# Extending the internal databases with audio features
## Instructions
1. Create a function to search a given single song in the Spotify API: `search_song(title, artist)`
2. Create a function `get_audio_features(list_of_songs)` to obtain the audio features of a given list of songs (the content of list_of_songs can be the href/id/uri).
3. Once the previous function has been created, create another function `add_audio_features(df, audio_features_df)` to concat a given dataframe with the dataframe containing the audio features alongside any other desired info, and return the extended data frame. Replace the old internal files of songs (hot and not hot) with the extended data frames with the audio features and save them into separate files on the disk.

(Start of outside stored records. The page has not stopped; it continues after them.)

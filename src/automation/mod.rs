//! Automation rules: persisted predicates plus actions, re-evaluated by an
//! external scheduler on every dataset refresh.

pub mod presets;
pub mod rules;

pub use presets::{low_marks, low_stock, LOW_MARKS_THRESHOLD, LOW_STOCK_THRESHOLD};
pub use rules::{ActionSpec, AutomationRule, PersistedRule, RuleOutcome, RuleSet, RuleStatus};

## Create a function to search a given single song in the Spotify API: 

`search_song(title, artist)`

Take into account that sometimes Spotify's API will return several matches for the same song title (different artists, a different album of the same artist, version of the song,...etc). Then it will be nice to display a list of outputs to the user and let him/her select which is the right match. Once the desired song is located, the function should return the href/id/uri of the song to the code (not to the user). Keep in mind, that a given song might not be available on Spotify's API (make sure to use the song's title and artist searching the song). If the song is not found, the function must return an empty string as the href/id/uri. Also, in this case, you should remove this song from the database

In [94]:
from config import *
# 'congif' is the name of the file where we saved the credentials

In [95]:
# import libraries
import spotipy
import json
from spotipy.oauth2 import SpotifyClientCredentials
import pandas as pd
from time import sleep
from random import randint

In [96]:
#Initialize SpotiPy with user credentias # 
sp = spotipy.Spotify(auth_manager=SpotifyClientCredentials(client_id=client_id,
                                                           client_secret=client_secret_id))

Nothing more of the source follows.